安倍内閣総理大臣は、「一般の方々が対象になることは全くない」といったと伝えられる。 しかし、「一般の方々」とは誰なのか。戦争がはじまりそうな時に、それに反対しようとする批判的市民は、「一般の方々」に入るのだろうか。

百歩譲って、安倍総理自身はそのように考えているとしよう。しかし、現政権がそう考えているからといって、後の政権が同じように考えるとは限らない。安倍政権は、60年間維持されてきた憲法解釈を一方的に変更し、日本を戦争ができる国にした。その政権が、「共謀罪が一般の方々を対象にしない」と言ったところで、どれだけ説得力があるのだろうか。

戦前日本が無謀な戦争に突入していった過程には、戦争に関する正確な情報が国民に全く伝えられなかったこと(典型的には軍機保護法)、および、それに反対する人々の批判を徹底的に弾圧したこと(典型的には治安維持法)があった。日本は、すでに秘密保護法と新安保法制をもっている。共謀罪があれば、戦争に反対しようとする市民を効果的に弾圧できる。制定される段階の立法府の意図がどうであれ、共謀罪は、戦争に反対しようとする市民に適用されると考えるべきであろう。

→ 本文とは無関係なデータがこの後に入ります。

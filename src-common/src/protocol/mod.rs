//! Wire protocol between the engine and the remote pitch analyzer.
//!
//! Messages are JSON objects tagged by a `type` field and travel as text
//! frames over a persistent WebSocket.

mod inbound;
mod outbound;

pub use inbound::ServerMessage;
pub use outbound::{decode_pcm, encode_pcm, ClientMessage};

/// Protocol encoding and decoding errors.
#[derive(Debug, thiserror::Error)]
pub enum ProtocolError {
    /// Inbound message failed to parse or is missing required fields
    #[error("malformed message: {0}")]
    MalformedMessage(String),

    /// Audio payload is not valid base64 f32 PCM
    #[error("invalid audio payload: {0}")]
    InvalidAudio(String),

    /// Outbound message could not be serialized
    #[error("failed to encode message: {0}")]
    Encode(#[from] serde_json::Error),
}
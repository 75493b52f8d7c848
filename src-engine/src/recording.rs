//! Recording of the captured take to a WAV file.

use std::path::{Path, PathBuf};

use tracing::info;

use crate::error::RecordingError;

/// Accumulates captured mono audio for one attempt.
#[derive(Debug)]
pub struct TakeRecorder {
    samples: Vec<f32>,
    sample_rate: Option<u32>,
}

impl Default for TakeRecorder {
    fn default() -> Self {
        Self::new()
    }
}

impl TakeRecorder {
    pub fn new() -> Self {
        Self {
            samples: Vec::new(),
            sample_rate: None,
        }
    }

    /// Append one block. The first block fixes the sample rate.
    pub fn push(&mut self, samples: &[f32], sample_rate: u32) {
        self.sample_rate.get_or_insert(sample_rate);
        self.samples.extend_from_slice(samples);
    }

    pub fn is_empty(&self) -> bool {
        self.samples.is_empty()
    }

    pub fn sample_rate(&self) -> Option<u32> {
        self.sample_rate
    }

    /// Recorded length in seconds.
    pub fn duration_secs(&self) -> f64 {
        match self.sample_rate {
            Some(rate) if rate > 0 => self.samples.len() as f64 / rate as f64,
            _ => 0.0,
        }
    }

    pub fn clear(&mut self) {
        self.samples.clear();
        self.sample_rate = None;
    }

    /// Write the take as mono 32-bit float WAV, creating parent directories.
    pub fn save(&self, path: &Path) -> Result<(), RecordingError> {
        if let Some(parent) = path.parent().filter(|p| !p.as_os_str().is_empty()) {
            std::fs::create_dir_all(parent).map_err(|source| RecordingError::Directory {
                path: parent.to_path_buf(),
                source,
            })?;
        }
        let sample_rate = self.sample_rate.unwrap_or(48000);
        save_to_wav(&self.samples, sample_rate, path)?;
        info!(
            "Saved {:.1}s take to {}",
            self.duration_secs(),
            path.display()
        );
        Ok(())
    }
}

/// Save mono f32 samples to a WAV file.
pub fn save_to_wav(samples: &[f32], sample_rate: u32, path: &Path) -> Result<(), RecordingError> {
    use hound::{SampleFormat, WavSpec, WavWriter};

    let wav_error = |source| RecordingError::Wav {
        path: path.to_path_buf(),
        source,
    };

    let spec = WavSpec {
        channels: 1,
        sample_rate,
        bits_per_sample: 32,
        sample_format: SampleFormat::Float,
    };

    let mut writer = WavWriter::create(path, spec).map_err(wav_error)?;
    for &sample in samples {
        writer.write_sample(sample).map_err(wav_error)?;
    }
    writer.finalize().map_err(wav_error)?;

    Ok(())
}

/// Timestamped filename for a recorded take.
pub fn generate_recording_filename() -> String {
    use chrono::Local;
    format!("pitchcoach-{}.wav", Local::now().format("%Y%m%d-%H%M%S"))
}

/// `~/Documents/Recordings`, or `./Recordings` without a home directory.
pub fn default_recordings_dir() -> PathBuf {
    directories::BaseDirs::new()
        .map(|d| d.home_dir().join("Documents").join("Recordings"))
        .unwrap_or_else(|| PathBuf::from(".").join("Recordings"))
}
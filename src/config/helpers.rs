use std::env::VarError;

use crate::error::ConfigError;

/// Read an env var, treating unset and blank the same.
pub(crate) fn optional_env(key: &str) -> Result<Option<String>, ConfigError> {
    match std::env::var(key) {
        Ok(value) if value.trim().is_empty() => Ok(None),
        Ok(value) => Ok(Some(value.trim().to_string())),
        Err(VarError::NotPresent) => Ok(None),
        Err(VarError::NotUnicode(_)) => Err(ConfigError::InvalidValue {
            key: key.to_string(),
            message: "value is not valid unicode".to_string(),
        }),
    }
}

pub(crate) fn parse_string_env(key: &str, default: String) -> Result<String, ConfigError> {
    Ok(optional_env(key)?.unwrap_or(default))
}

pub(crate) fn parse_u64_env(key: &str, default: u64) -> Result<u64, ConfigError> {
    match optional_env(key)? {
        Some(raw) => raw.parse::<u64>().map_err(|e| ConfigError::InvalidValue {
            key: key.to_string(),
            message: format!("expected a non-negative integer: {e}"),
        }),
        None => Ok(default),
    }
}
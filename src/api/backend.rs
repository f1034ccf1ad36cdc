//! Backend seams.
//!
//! Session, chat and document logic only see these traits. [`ApiClient`]
//! implements them against the REST API; tests substitute in-memory fakes.

use async_trait::async_trait;
use bytes::Bytes;
use reqwest::Method;
use reqwest::multipart::{Form, Part};

use crate::api::types::{
    AskRequest, AskResponse, AuthResponse, ChangePasswordRequest, CreateThreadRequest,
    EditMessageRequest, ForgotPasswordRequest, ListEnvelope, LoginRequest, MessageRecord,
    ProfileUpdate, RegisterRequest, ResetPasswordRequest, ThreadRecord, UserProfile,
};
use crate::api::{ApiClient, Auth};
use crate::chat::ThreadOwner;
use crate::documents::{Document, DocumentOwner, UploadPayload};
use crate::error::ApiError;

const UPLOAD_CHUNK_SIZE: usize = 64 * 1024;

#[async_trait]
pub trait AuthApi: Send + Sync {
    async fn login(&self, email: &str, password: &str) -> Result<AuthResponse, ApiError>;
    async fn register(&self, request: &RegisterRequest) -> Result<AuthResponse, ApiError>;
    async fn current_user(&self) -> Result<UserProfile, ApiError>;
    async fn update_profile(&self, update: &ProfileUpdate) -> Result<UserProfile, ApiError>;
    async fn change_password(&self, current: &str, new: &str) -> Result<(), ApiError>;
    async fn forgot_password(&self, email: &str) -> Result<(), ApiError>;
    async fn reset_password(&self, token: &str, new: &str) -> Result<(), ApiError>;
}

#[async_trait]
pub trait ChatApi: Send + Sync {
    /// Threads attached to `owner`, in backend order.
    async fn list_threads(&self, owner: &ThreadOwner) -> Result<Vec<ThreadRecord>, ApiError>;
    async fn create_thread(
        &self,
        owner: &ThreadOwner,
        title: &str,
    ) -> Result<ThreadRecord, ApiError>;
    async fn list_messages(&self, thread_id: &str) -> Result<Vec<MessageRecord>, ApiError>;
    async fn ask(&self, thread_id: &str, question: &str) -> Result<AskResponse, ApiError>;
    async fn edit_message(
        &self,
        thread_id: &str,
        message_id: &str,
        content: &str,
    ) -> Result<MessageRecord, ApiError>;
    async fn delete_message(&self, thread_id: &str, message_id: &str) -> Result<(), ApiError>;
}

#[async_trait]
pub trait DocumentApi: Send + Sync {
    async fn list_documents(&self, owner: &DocumentOwner) -> Result<Vec<Document>, ApiError>;
    async fn upload_document(
        &self,
        owner: &DocumentOwner,
        payload: UploadPayload,
    ) -> Result<Document, ApiError>;
    async fn download_document(
        &self,
        owner: &DocumentOwner,
        document_id: &str,
    ) -> Result<Bytes, ApiError>;
}

#[async_trait]
impl AuthApi for ApiClient {
    async fn login(&self, email: &str, password: &str) -> Result<AuthResponse, ApiError> {
        self.send_json(
            Method::POST,
            "/auth/login",
            &LoginRequest { email, password },
            Auth::Anonymous,
        )
        .await
    }

    async fn register(&self, request: &RegisterRequest) -> Result<AuthResponse, ApiError> {
        self.send_json(Method::POST, "/auth/register", request, Auth::Anonymous)
            .await
    }

    async fn current_user(&self) -> Result<UserProfile, ApiError> {
        self.get_json("/auth/me", &[]).await
    }

    async fn update_profile(&self, update: &ProfileUpdate) -> Result<UserProfile, ApiError> {
        self.send_json(Method::PUT, "/users/profile", update, Auth::Bearer)
            .await
    }

    async fn change_password(&self, current: &str, new: &str) -> Result<(), ApiError> {
        self.send_unit(
            Method::PUT,
            "/auth/change-password",
            Some(&ChangePasswordRequest {
                current_password: current,
                new_password: new,
            }),
            Auth::Bearer,
        )
        .await
    }

    async fn forgot_password(&self, email: &str) -> Result<(), ApiError> {
        self.send_unit(
            Method::POST,
            "/auth/forgot-password",
            Some(&ForgotPasswordRequest { email }),
            Auth::Anonymous,
        )
        .await
    }

    async fn reset_password(&self, token: &str, new: &str) -> Result<(), ApiError> {
        self.send_unit(
            Method::POST,
            "/auth/reset-password",
            Some(&ResetPasswordRequest {
                token,
                password: new,
            }),
            Auth::Anonymous,
        )
        .await
    }
}

#[async_trait]
impl ChatApi for ApiClient {
    async fn list_threads(&self, owner: &ThreadOwner) -> Result<Vec<ThreadRecord>, ApiError> {
        let threads: ListEnvelope<ThreadRecord> = match owner {
            ThreadOwner::Project(id) => {
                self.get_json("/chats", &[("projectId", id.as_str())])
                    .await?
            }
            ThreadOwner::LegalRequest(id) => {
                self.get_json("/chats", &[("legalRequestId", id.as_str())]).await?
            }
            ThreadOwner::Standalone => self.get_json("/conversations", &[]).await?,
        };
        Ok(threads.into_vec())
    }

    async fn create_thread(
        &self,
        owner: &ThreadOwner,
        title: &str,
    ) -> Result<ThreadRecord, ApiError> {
        let (path, project_id, legal_request_id) = match owner {
            ThreadOwner::Project(id) => ("/chats", Some(id.as_str()), None),
            ThreadOwner::LegalRequest(id) => ("/chats", None, Some(id.as_str())),
            ThreadOwner::Standalone => ("/conversations", None, None),
        };
        self.send_json(
            Method::POST,
            path,
            &CreateThreadRequest {
                title,
                project_id,
                legal_request_id,
            },
            Auth::Bearer,
        )
        .await
    }

    async fn list_messages(&self, thread_id: &str) -> Result<Vec<MessageRecord>, ApiError> {
        let messages: ListEnvelope<MessageRecord> = self
            .get_json(&format!("/chats/{thread_id}/messages"), &[])
            .await?;
        Ok(messages.into_vec())
    }

    async fn ask(&self, thread_id: &str, question: &str) -> Result<AskResponse, ApiError> {
        self.send_json(
            Method::POST,
            "/ai/ask",
            &AskRequest {
                chat_id: thread_id,
                question,
            },
            Auth::Bearer,
        )
        .await
    }

    async fn edit_message(
        &self,
        thread_id: &str,
        message_id: &str,
        content: &str,
    ) -> Result<MessageRecord, ApiError> {
        self.send_json(
            Method::PUT,
            &format!("/chats/{thread_id}/messages/{message_id}"),
            &EditMessageRequest { content },
            Auth::Bearer,
        )
        .await
    }

    async fn delete_message(&self, thread_id: &str, message_id: &str) -> Result<(), ApiError> {
        self.send_unit::<()>(
            Method::DELETE,
            &format!("/chats/{thread_id}/messages/{message_id}"),
            None,
            Auth::Bearer,
        )
        .await
    }
}

#[async_trait]
impl DocumentApi for ApiClient {
    async fn list_documents(&self, owner: &DocumentOwner) -> Result<Vec<Document>, ApiError> {
        let documents: ListEnvelope<Document> = self
            .get_json(owner.collection_path(), &[(owner.owner_field(), owner.id())])
            .await?;
        Ok(documents.into_vec())
    }

    async fn upload_document(
        &self,
        owner: &DocumentOwner,
        payload: UploadPayload,
    ) -> Result<Document, ApiError> {
        let UploadPayload {
            file_name,
            mime,
            bytes,
            on_progress,
        } = payload;

        let total = bytes.len() as u64;
        let chunks: Vec<Bytes> = (0..bytes.len())
            .step_by(UPLOAD_CHUNK_SIZE)
            .map(|start| bytes.slice(start..(start + UPLOAD_CHUNK_SIZE).min(bytes.len())))
            .collect();

        // Progress is reported as hyper pulls each chunk off the body stream.
        let mut sent = 0u64;
        let stream = futures::stream::iter(chunks.into_iter().map(move |chunk| {
            sent += chunk.len() as u64;
            if let Some(callback) = &on_progress {
                callback(sent, total);
            }
            Ok::<Bytes, std::io::Error>(chunk)
        }));

        let part = Part::stream_with_length(reqwest::Body::wrap_stream(stream), total)
            .file_name(file_name)
            .mime_str(&mime)
            .map_err(|e| ApiError::InvalidRequest(format!("invalid MIME type '{mime}': {e}")))?;
        let form = Form::new()
            .part("file", part)
            .text(owner.owner_field(), owner.id().to_string());

        self.send_multipart(owner.collection_path(), form).await
    }

    async fn download_document(
        &self,
        owner: &DocumentOwner,
        document_id: &str,
    ) -> Result<Bytes, ApiError> {
        self.get_bytes(&format!(
            "{}/{document_id}/download",
            owner.collection_path()
        ))
        .await
    }
}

沖縄の現状は、共謀罪が導入された後、どのようなことが起きるかを教えてくれる。現在、沖縄では、基地建設に反対する社会運動活動家(沖縄平和運動センターの山城博治議長)に対する勾留が4か月にも及ぶ。重大犯罪でないにも拘わらず、4か月近くも保釈が認められないのは、運動に対する不当な弾圧であるとしか考えられない。しかし、この問題に対する日本社会における関心は低い。共謀罪は、社会からの異議申し立てを規制するのみならず、その基礎となる人びとの連帯を、「テロ集団(容疑)」者として分断する機能を確実に発揮するだろう。

以上の理由から、わたしたちは、共謀罪を認める法律案を国会に提出しないよう内閣に強く求める。